The writer to the Hebrews tells us that it is that very thing that makes Jesus a perfect and compassionate High Priest for us. “Although he was a son,” he writes, “Jesus learned obedience through what he suffered.”

Luke tells us this story so that we can see Jesus, our Savior and Lord, in the process of learning, suffering the anger and disappointment of his parents, coming to an understanding he didn’t have before, and growing in his obedience to them. It is almost unthinkable that the God of the Universe would choose to become like us in our ignorance and weakness, so that he would have to learn obedience, and not just be perfectly and effortlessly obedient right from the get-go. But, we see that’s exactly what he did, out of his great love for us, so that in truly and completely sharing our human life, he made us able to struly and completely hare his God-ife.
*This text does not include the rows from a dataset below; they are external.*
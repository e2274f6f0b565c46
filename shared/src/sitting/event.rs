//! Sitting events - immutable audit records written with every commit

use rust_decimal::Decimal;
use serde::{Deserialize, Serialize};

use super::types::{DishOrder, KitchenStatus, Owner};

/// Sitting event - immutable audit record
#[derive(Debug, Clone, Serialize, Deserialize)]
pub struct SittingEvent {
    /// Event unique ID
    pub event_id: String,
    /// Per-sitting sequence number (starts at 1)
    pub sequence: u64,
    pub sitting_id: String,
    pub table_id: String,
    /// Server timestamp (Unix milliseconds)
    pub timestamp: i64,
    /// Command that produced this event
    pub command_id: String,
    pub event_type: SittingEventType,
    pub payload: EventPayload,
}

/// Event type enumeration
#[derive(Debug, Clone, Copy, Serialize, Deserialize, PartialEq, Eq, Hash)]
#[serde(rename_all = "SCREAMING_SNAKE_CASE")]
pub enum SittingEventType {
    // Lifecycle
    SittingOpened,
    SittingClosed,

    // Dishes
    DishOrderPlaced,
    KitchenStatusChanged,

    // Participants
    ParticipantJoined,

    // Payments
    DishPaid,
    AmountPaid,
    SplitSharePaid,

    // Split
    SplitInitialized,
    SplitRedistributed,
}

impl std::fmt::Display for SittingEventType {
    fn fmt(&self, f: &mut std::fmt::Formatter<'_>) -> std::fmt::Result {
        match self {
            SittingEventType::SittingOpened => write!(f, "SITTING_OPENED"),
            SittingEventType::SittingClosed => write!(f, "SITTING_CLOSED"),
            SittingEventType::DishOrderPlaced => write!(f, "DISH_ORDER_PLACED"),
            SittingEventType::KitchenStatusChanged => write!(f, "KITCHEN_STATUS_CHANGED"),
            SittingEventType::ParticipantJoined => write!(f, "PARTICIPANT_JOINED"),
            SittingEventType::DishPaid => write!(f, "DISH_PAID"),
            SittingEventType::AmountPaid => write!(f, "AMOUNT_PAID"),
            SittingEventType::SplitSharePaid => write!(f, "SPLIT_SHARE_PAID"),
            SittingEventType::SplitInitialized => write!(f, "SPLIT_INITIALIZED"),
            SittingEventType::SplitRedistributed => write!(f, "SPLIT_REDISTRIBUTED"),
        }
    }
}

/// Event payload variants
#[derive(Debug, Clone, Serialize, Deserialize, PartialEq)]
#[serde(tag = "type", rename_all = "SCREAMING_SNAKE_CASE")]
pub enum EventPayload {
    // ========== Lifecycle ==========
    SittingOpened {},

    SittingClosed {
        final_total: Decimal,
    },

    // ========== Dishes ==========
    DishOrderPlaced {
        dish: DishOrder,
    },

    KitchenStatusChanged {
        dish_id: String,
        from: KitchenStatus,
        to: KitchenStatus,
    },

    // ========== Participants ==========
    ParticipantJoined {
        owner: Owner,
    },

    // ========== Payments ==========
    DishPaid {
        dish_id: String,
        owner: Owner,
        amount: Decimal,
    },

    AmountPaid {
        #[serde(skip_serializing_if = "Option::is_none")]
        owner: Option<Owner>,
        amount: Decimal,
    },

    SplitSharePaid {
        owner: Owner,
        amount: Decimal,
    },

    // ========== Split ==========
    SplitInitialized {
        number_of_people: u32,
        amount_per_person: Decimal,
        owners: Vec<Owner>,
    },

    SplitRedistributed {
        amount_per_person: Decimal,
        pending_owners: Vec<Owner>,
        #[serde(skip_serializing_if = "Option::is_none")]
        added_owner: Option<Owner>,
    },
}

impl EventPayload {
    pub fn event_type(&self) -> SittingEventType {
        match self {
            EventPayload::SittingOpened {} => SittingEventType::SittingOpened,
            EventPayload::SittingClosed { .. } => SittingEventType::SittingClosed,
            EventPayload::DishOrderPlaced { .. } => SittingEventType::DishOrderPlaced,
            EventPayload::KitchenStatusChanged { .. } => SittingEventType::KitchenStatusChanged,
            EventPayload::ParticipantJoined { .. } => SittingEventType::ParticipantJoined,
            EventPayload::DishPaid { .. } => SittingEventType::DishPaid,
            EventPayload::AmountPaid { .. } => SittingEventType::AmountPaid,
            EventPayload::SplitSharePaid { .. } => SittingEventType::SplitSharePaid,
            EventPayload::SplitInitialized { .. } => SittingEventType::SplitInitialized,
            EventPayload::SplitRedistributed { .. } => SittingEventType::SplitRedistributed,
        }
    }
}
And that tells us at least two very important things about ourselves as well. It tells us first of all that he will never despise us for our ignorance or our weakness. Jesus chose to know exactly what it’s like to have to learn, what it’s like to need to grow up, which we all know isn’t something that ends at age twelve or eighteen or sixty-five – or any age. We keep needing to grow up, in our understanding, and in our abilities, and in our obedience, for as long as we are alive. Goodness didn’t spring fully-formed from our heads or our hearts when we become Christians. Perfect wisdom didn’t magically appear at our graduation or any other time in our lives. It takes our whole lives for God to grow us up into the person he created us to be. And he is patient with us – maybe more patient than we are with ourselves – because he knows what it’s like to be unfinished. Our God understands, from the inside, what it is to be a human being in the process of growing. That is one of the great mysteries of our faith.
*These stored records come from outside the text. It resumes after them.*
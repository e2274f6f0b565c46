use rust_decimal::Decimal;
use std::path::PathBuf;
use std::str::FromStr;
use std::time::Duration;

/// 账本配置 - table ledger settings
///
/// # 环境变量
///
/// | 环境变量 | 默认值 | 说明 |
/// |----------|--------|------|
/// | WORK_DIR | ./data | 工作目录 (redb 文件, 日志) |
/// | LEDGER_DB_FILE | table_ledger.redb | redb 文件名 |
/// | MATERIALITY_THRESHOLD | 10.00 | 分账重算时视为"已自付"的贡献下限 |
/// | LOCK_TIMEOUT_MS | 5000 | 等待单桌写锁的超时(毫秒) |
/// | EVENT_CHANNEL_CAPACITY | 4096 | 实时通知广播通道容量 |
/// | COMMAND_RETENTION_SECS | 86400 | 已关账桌次的命令幂等记录保留时长(秒) |
/// | LOG_LEVEL | info | 日志级别 |
#[derive(Debug, Clone)]
pub struct LedgerConfig {
    /// 工作目录
    pub work_dir: String,
    /// redb database file name, relative to `work_dir`
    pub db_file: String,
    /// Contribution at or above which a diner counts as having paid their
    /// own way outside the split
    pub materiality_threshold: Decimal,
    /// Upper bound for waiting on a table's write lock
    pub lock_timeout_ms: u64,
    /// Capacity of the realtime broadcast channel
    pub event_channel_capacity: usize,
    /// How long command ids of a closed sitting still replay their outcome
    pub command_retention_secs: u64,
    /// 日志级别
    pub log_level: String,
}

impl LedgerConfig {
    /// 从环境变量加载配置
    ///
    /// 如果环境变量未设置或无法解析，使用默认值
    pub fn from_env() -> Self {
        Self {
            work_dir: std::env::var("WORK_DIR").unwrap_or_else(|_| "./data".into()),
            db_file: std::env::var("LEDGER_DB_FILE")
                .unwrap_or_else(|_| "table_ledger.redb".into()),
            materiality_threshold: std::env::var("MATERIALITY_THRESHOLD")
                .ok()
                .and_then(|v| Decimal::from_str(&v).ok())
                .filter(|d| !d.is_sign_negative())
                .unwrap_or(Decimal::TEN),
            lock_timeout_ms: std::env::var("LOCK_TIMEOUT_MS")
                .ok()
                .and_then(|v| v.parse().ok())
                .unwrap_or(5000),
            event_channel_capacity: std::env::var("EVENT_CHANNEL_CAPACITY")
                .ok()
                .and_then(|v| v.parse().ok())
                .filter(|c: &usize| *c > 0)
                .unwrap_or(4096),
            command_retention_secs: std::env::var("COMMAND_RETENTION_SECS")
                .ok()
                .and_then(|v| v.parse().ok())
                .unwrap_or(24 * 60 * 60),
            log_level: std::env::var("LOG_LEVEL").unwrap_or_else(|_| "info".into()),
        }
    }

    /// 使用自定义工作目录覆盖配置
    ///
    /// 常用于测试场景
    pub fn with_overrides(work_dir: impl Into<String>) -> Self {
        let mut config = Self::from_env();
        config.work_dir = work_dir.into();
        config
    }

    /// Full path of the redb file
    pub fn db_path(&self) -> PathBuf {
        PathBuf::from(&self.work_dir).join(&self.db_file)
    }

    pub fn lock_timeout(&self) -> Duration {
        Duration::from_millis(self.lock_timeout_ms)
    }

    pub fn command_retention(&self) -> Duration {
        Duration::from_secs(self.command_retention_secs)
    }
}

impl Default for LedgerConfig {
    fn default() -> Self {
        Self::from_env()
    }
}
And the other thing we learn, from this picture of Jesus as a boy, is that our errors and our ignorance and our shortcomings are not sin. We know that Jesus suffered everything that goes along with the human experience with one great exception – he was without sin, always. Sin is turning our backs on God by choosing not to love, and Jesus always chose love. Goodness knows we have all sinned in our own lives, many times over, choosing not to love, and every time we sin we need to repent and be healed and start again. But too often we waste time and energy feeling guilt and shame for our failings that are not sin at all, but just the unfinished business of our growing up. When we are weak, when we make mistakes, when we lack understanding, when we have doubts, when we suffer depression or anxiety, Jesus knows – he knows – that what we need is to grow a little more, and to find healing and understanding, not condemnation. He knows, because he had to grow up, too.

When Mary and Joseph found Jesus, he knew in his heart that he belonged in the house of his heavenly Father. But Luke tells us that Jesus chose to be obedient to his earthly mother and father. He chose to go back home with them, learning obedience by being submissive to his parents. He wasn’t pretending to learn obedience, just going through the motions; he grew up into obedience by choosing to love and respect his mother and father, even when they didn’t understand him. Jesus grew in wisdom as he grew in years, and he grew in favor with both God and man. And we, too – no matter how old we are – as we grow in years, we are growing in wisdom, day by day, strengthened and cheered by the love and grace of God, and of our brothers and sisters in Christ.